── The data

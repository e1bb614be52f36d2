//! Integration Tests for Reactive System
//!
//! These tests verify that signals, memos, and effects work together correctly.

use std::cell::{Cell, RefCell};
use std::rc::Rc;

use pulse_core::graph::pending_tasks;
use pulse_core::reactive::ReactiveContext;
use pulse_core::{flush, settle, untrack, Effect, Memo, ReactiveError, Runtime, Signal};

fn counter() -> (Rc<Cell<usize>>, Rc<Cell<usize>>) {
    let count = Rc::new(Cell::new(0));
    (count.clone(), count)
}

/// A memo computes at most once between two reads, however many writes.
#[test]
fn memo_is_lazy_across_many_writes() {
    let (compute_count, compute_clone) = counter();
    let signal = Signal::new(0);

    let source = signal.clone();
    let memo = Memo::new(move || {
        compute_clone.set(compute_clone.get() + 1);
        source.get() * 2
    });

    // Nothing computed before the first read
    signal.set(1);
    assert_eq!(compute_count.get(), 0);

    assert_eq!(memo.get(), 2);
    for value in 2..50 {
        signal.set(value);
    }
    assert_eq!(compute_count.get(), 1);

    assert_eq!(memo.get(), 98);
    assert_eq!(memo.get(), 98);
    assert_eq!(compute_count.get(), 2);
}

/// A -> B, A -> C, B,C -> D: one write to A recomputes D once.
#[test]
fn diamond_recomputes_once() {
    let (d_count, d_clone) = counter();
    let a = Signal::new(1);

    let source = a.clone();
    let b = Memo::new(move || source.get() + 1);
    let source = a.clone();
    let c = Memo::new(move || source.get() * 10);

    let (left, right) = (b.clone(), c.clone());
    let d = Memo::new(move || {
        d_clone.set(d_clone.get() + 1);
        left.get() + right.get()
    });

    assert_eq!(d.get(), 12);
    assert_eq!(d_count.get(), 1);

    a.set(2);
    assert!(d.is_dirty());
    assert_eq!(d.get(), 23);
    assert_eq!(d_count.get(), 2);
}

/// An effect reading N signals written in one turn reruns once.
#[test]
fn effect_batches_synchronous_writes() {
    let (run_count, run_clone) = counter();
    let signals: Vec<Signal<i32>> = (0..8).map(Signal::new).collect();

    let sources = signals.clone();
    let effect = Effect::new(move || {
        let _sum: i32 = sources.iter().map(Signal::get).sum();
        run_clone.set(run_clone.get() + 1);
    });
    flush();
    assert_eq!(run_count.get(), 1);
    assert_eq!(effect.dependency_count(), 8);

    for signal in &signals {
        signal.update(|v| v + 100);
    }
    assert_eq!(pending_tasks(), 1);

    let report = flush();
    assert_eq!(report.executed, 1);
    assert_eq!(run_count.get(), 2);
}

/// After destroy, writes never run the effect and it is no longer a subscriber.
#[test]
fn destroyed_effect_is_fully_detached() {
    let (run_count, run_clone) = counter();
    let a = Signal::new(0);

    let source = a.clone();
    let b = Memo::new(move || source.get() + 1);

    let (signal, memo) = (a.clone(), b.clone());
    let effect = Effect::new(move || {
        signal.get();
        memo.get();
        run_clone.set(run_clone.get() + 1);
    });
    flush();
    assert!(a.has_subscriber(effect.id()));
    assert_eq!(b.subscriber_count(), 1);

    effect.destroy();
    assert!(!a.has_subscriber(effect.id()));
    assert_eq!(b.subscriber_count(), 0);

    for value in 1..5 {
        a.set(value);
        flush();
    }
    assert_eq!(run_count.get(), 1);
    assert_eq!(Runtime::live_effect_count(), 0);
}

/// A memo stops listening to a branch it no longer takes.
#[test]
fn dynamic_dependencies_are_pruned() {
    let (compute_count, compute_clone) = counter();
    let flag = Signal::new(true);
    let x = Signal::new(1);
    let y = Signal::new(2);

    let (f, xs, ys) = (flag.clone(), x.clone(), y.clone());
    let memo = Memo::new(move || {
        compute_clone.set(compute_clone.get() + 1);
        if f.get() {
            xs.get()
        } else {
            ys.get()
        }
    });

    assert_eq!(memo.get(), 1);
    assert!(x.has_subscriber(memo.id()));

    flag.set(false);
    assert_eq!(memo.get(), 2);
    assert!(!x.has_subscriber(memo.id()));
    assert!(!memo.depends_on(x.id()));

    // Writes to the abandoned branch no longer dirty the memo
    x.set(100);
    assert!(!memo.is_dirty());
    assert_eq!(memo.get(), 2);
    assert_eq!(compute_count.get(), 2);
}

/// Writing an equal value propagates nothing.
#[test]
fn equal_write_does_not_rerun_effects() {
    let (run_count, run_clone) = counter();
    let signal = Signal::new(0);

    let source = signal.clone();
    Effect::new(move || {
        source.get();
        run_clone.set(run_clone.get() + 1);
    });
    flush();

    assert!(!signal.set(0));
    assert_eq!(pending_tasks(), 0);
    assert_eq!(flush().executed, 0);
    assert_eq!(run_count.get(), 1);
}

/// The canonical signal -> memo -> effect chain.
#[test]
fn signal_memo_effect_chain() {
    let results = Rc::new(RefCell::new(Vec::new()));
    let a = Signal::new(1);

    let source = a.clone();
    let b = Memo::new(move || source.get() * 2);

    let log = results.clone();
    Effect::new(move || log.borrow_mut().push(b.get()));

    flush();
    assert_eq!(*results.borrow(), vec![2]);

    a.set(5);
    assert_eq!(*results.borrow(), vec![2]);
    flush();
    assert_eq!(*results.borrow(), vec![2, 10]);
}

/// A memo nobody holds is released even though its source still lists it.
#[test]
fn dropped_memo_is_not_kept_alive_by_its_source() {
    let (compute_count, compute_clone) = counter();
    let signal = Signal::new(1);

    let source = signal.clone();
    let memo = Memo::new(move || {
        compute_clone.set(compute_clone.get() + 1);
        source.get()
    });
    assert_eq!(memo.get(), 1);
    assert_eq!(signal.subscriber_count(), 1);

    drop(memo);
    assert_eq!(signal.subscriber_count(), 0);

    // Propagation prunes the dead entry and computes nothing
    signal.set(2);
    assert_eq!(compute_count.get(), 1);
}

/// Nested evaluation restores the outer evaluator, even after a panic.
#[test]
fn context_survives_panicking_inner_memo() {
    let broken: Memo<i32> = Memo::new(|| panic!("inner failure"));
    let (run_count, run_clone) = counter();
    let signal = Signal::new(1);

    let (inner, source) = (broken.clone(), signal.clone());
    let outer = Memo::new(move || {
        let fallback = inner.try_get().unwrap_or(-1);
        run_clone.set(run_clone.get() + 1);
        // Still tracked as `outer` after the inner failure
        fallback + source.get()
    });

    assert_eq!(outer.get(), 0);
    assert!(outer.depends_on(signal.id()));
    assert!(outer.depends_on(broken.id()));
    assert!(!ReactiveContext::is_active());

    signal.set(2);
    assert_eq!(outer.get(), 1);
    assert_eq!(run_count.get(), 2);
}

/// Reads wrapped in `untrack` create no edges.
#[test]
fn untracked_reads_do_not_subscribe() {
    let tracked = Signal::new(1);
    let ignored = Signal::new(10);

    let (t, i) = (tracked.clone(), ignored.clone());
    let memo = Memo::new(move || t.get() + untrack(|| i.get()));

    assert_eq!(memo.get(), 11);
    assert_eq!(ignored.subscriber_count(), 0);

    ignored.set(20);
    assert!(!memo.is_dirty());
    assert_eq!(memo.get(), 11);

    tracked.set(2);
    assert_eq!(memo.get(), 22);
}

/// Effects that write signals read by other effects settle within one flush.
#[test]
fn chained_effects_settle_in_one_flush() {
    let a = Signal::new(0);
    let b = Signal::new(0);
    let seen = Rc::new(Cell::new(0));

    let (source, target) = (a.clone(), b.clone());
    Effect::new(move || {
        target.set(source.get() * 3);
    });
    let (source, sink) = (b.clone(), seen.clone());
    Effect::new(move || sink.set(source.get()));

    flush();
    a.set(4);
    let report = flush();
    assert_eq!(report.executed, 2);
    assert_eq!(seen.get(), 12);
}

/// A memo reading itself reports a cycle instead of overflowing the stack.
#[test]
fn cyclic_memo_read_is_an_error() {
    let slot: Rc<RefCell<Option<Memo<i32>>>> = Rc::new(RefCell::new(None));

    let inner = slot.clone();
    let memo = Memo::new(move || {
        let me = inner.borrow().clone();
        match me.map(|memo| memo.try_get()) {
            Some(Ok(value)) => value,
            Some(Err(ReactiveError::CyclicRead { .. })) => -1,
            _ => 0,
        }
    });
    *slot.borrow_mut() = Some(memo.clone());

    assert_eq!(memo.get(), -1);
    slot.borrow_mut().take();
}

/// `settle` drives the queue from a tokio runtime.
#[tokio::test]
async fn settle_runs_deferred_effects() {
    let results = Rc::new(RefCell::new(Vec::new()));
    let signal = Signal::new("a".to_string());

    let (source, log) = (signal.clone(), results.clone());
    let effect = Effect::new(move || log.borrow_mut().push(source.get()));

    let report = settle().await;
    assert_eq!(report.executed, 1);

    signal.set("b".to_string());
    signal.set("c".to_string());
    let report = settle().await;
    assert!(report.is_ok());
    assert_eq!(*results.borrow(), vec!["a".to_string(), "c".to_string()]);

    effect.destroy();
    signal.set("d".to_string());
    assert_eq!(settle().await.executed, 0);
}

────

-- Task goal --
Write out, please, only the lines from the one with "let seen = Rc::new(Cell::new(0));" through the last line above, both included and unchanged.

-- Answer space --
    let seen = Rc::new(Cell::new(0));

    let (source, target) = (a.clone(), b.clone());
    Effect::new(move || {
        target.set(source.get() * 3);
    });
    let (source, sink) = (b.clone(), seen.clone());
    Effect::new(move || sink.set(source.get()));

    flush();
    a.set(4);
    let report = flush();
    assert_eq!(report.executed, 2);
    assert_eq!(seen.get(), 12);
}

/// A memo reading itself reports a cycle instead of overflowing the stack.
#[test]
fn cyclic_memo_read_is_an_error() {
    let slot: Rc<RefCell<Option<Memo<i32>>>> = Rc::new(RefCell::new(None));

    let inner = slot.clone();
    let memo = Memo::new(move || {
        let me = inner.borrow().clone();
        match me.map(|memo| memo.try_get()) {
            Some(Ok(value)) => value,
            Some(Err(ReactiveError::CyclicRead { .. })) => -1,
            _ => 0,
        }
    });
    *slot.borrow_mut() = Some(memo.clone());

    assert_eq!(memo.get(), -1);
    slot.borrow_mut().take();
}

/// `settle` drives the queue from a tokio runtime.
#[tokio::test]
async fn settle_runs_deferred_effects() {
    let results = Rc::new(RefCell::new(Vec::new()));
    let signal = Signal::new("a".to_string());

    let (source, log) = (signal.clone(), results.clone());
    let effect = Effect::new(move || log.borrow_mut().push(source.get()));

    let report = settle().await;
    assert_eq!(report.executed, 1);

    signal.set("b".to_string());
    signal.set("c".to_string());
    let report = settle().await;
    assert!(report.is_ok());
    assert_eq!(*results.borrow(), vec!["a".to_string(), "c".to_string()]);

    effect.destroy();
    signal.set("d".to_string());
    assert_eq!(settle().await.executed, 0);
}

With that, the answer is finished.